[Saved data entries]

((

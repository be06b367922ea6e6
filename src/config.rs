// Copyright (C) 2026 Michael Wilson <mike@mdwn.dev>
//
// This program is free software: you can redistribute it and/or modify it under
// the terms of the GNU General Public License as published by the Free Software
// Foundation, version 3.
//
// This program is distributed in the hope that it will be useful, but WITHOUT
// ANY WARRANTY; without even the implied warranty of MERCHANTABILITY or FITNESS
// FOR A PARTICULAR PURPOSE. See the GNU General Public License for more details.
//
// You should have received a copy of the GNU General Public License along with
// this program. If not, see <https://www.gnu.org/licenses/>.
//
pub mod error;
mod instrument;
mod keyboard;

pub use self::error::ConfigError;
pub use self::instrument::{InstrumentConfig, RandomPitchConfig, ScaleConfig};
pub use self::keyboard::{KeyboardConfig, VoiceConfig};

))

= What is expected =
Collect each line of the entries that has the word "keyboard", copying it in full.

= Expected output =
mod keyboard;
pub use self::keyboard::{KeyboardConfig, VoiceConfig};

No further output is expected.